In this adaptation of Sara Gruen's book-club favorite
Water for Elephants,
Twilight heartthrob Pattinson stretches to play a character with a pulse – but just barely. Orphaned in the film's opening minutes and suddenly cash-poor in 1930s New York, Pattinson's Jacob hops a train in the dead of night only to discover he's caught a ride with a traveling circus. A former veterinary student, Jacob's animal expertise quickly makes him indispensable to ringmaster-with-rage-issues August (Waltz, in a colorless do-over of his
Inglourious Basterds' charismatic diablo). Witherspoon plays August's star attraction and wife Marlena, and her Jean Harlow platinum-blond bob out-vibrants everything else in this consistently murky picture (all the more curious considering cinematographer Rodrigo Prieto has done such lush work for Ang Lee and Alejandro González Iñárritu).
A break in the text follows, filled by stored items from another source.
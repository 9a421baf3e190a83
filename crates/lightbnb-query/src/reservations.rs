//! Reservation history.

use chrono::{Local, NaiveDate};
use lightbnb_types::{Reservation, ReservationWithProperty};
use rusqlite::{params, Connection};

use crate::error::QueryError;
use crate::properties::{map_row_to_property, property_columns, PROPERTY_COLUMN_COUNT};

/// Columns read before the property block.
const RESERVATION_COLUMN_COUNT: usize = 5;

/// Returns the guest's past reservations, oldest stay first.
///
/// A reservation is past when its `end_date` is before today's local date.
/// See [`get_reservations_before`] for the row shape.
///
/// # Errors
///
/// Returns `QueryError::Database` on SQL failure.
pub fn get_all_reservations(
    conn: &Connection,
    guest_id: i64,
    limit: u32,
) -> Result<Vec<ReservationWithProperty>, QueryError> {
    get_reservations_before(conn, guest_id, Local::now().date_naive(), limit)
}

/// Returns the guest's reservations that ended strictly before `cutoff`.
///
/// Each row carries the reserved property and that property's average
/// review rating. Stays at properties that have no reviews yet are left
/// out. Rows are ordered by `start_date` ascending and bounded by `limit`.
///
/// # Errors
///
/// Returns `QueryError::Database` on SQL failure.
pub fn get_reservations_before(
    conn: &Connection,
    guest_id: i64,
    cutoff: NaiveDate,
    limit: u32,
) -> Result<Vec<ReservationWithProperty>, QueryError> {
    tracing::debug!(guest_id, %cutoff, limit, "fetching reservation history");

    let columns = property_columns();
    let sql = format!(
        "SELECT
            reservations.id, reservations.guest_id, reservations.property_id,
            reservations.start_date, reservations.end_date,
            {columns},
            AVG(property_reviews.rating) AS average_rating
         FROM reservations
         JOIN properties ON properties.id = reservations.property_id
         JOIN property_reviews ON property_reviews.property_id = properties.id
         WHERE reservations.guest_id = ?1
           AND reservations.end_date < ?2
         GROUP BY properties.id, reservations.id
         ORDER BY reservations.start_date ASC
         LIMIT ?3"
    );

    let mut stmt = conn.prepare(&sql)?;
    let rows = stmt.query_map(params![guest_id, cutoff, limit], |row| {
        Ok(ReservationWithProperty {
            reservation: Reservation {
                id: row.get(0)?,
                guest_id: row.get(1)?,
                property_id: row.get(2)?,
                start_date: row.get(3)?,
                end_date: row.get(4)?,
            },
            property: map_row_to_property(row, RESERVATION_COLUMN_COUNT)?,
            average_rating: row.get(RESERVATION_COLUMN_COUNT + PROPERTY_COLUMN_COUNT)?,
        })
    })?;

    let mut reservations = Vec::new();
    for row in rows {
        reservations.push(row?);
    }
    Ok(reservations)
}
No one would mistake the Benzini Bros. Circus for the Greatest Show on Earth – the Depression-era traveling troupe is a junker compared to the gold-standard Ringling Bros. – but still, a film has to try pretty hard to render lions and tigers and trapeze artists so uniformly underwhelming. And that's just the sideshow entertainment: The love triangle that determines
Water for Elephants' dark trajectory is just as joyless and wanly dramatized.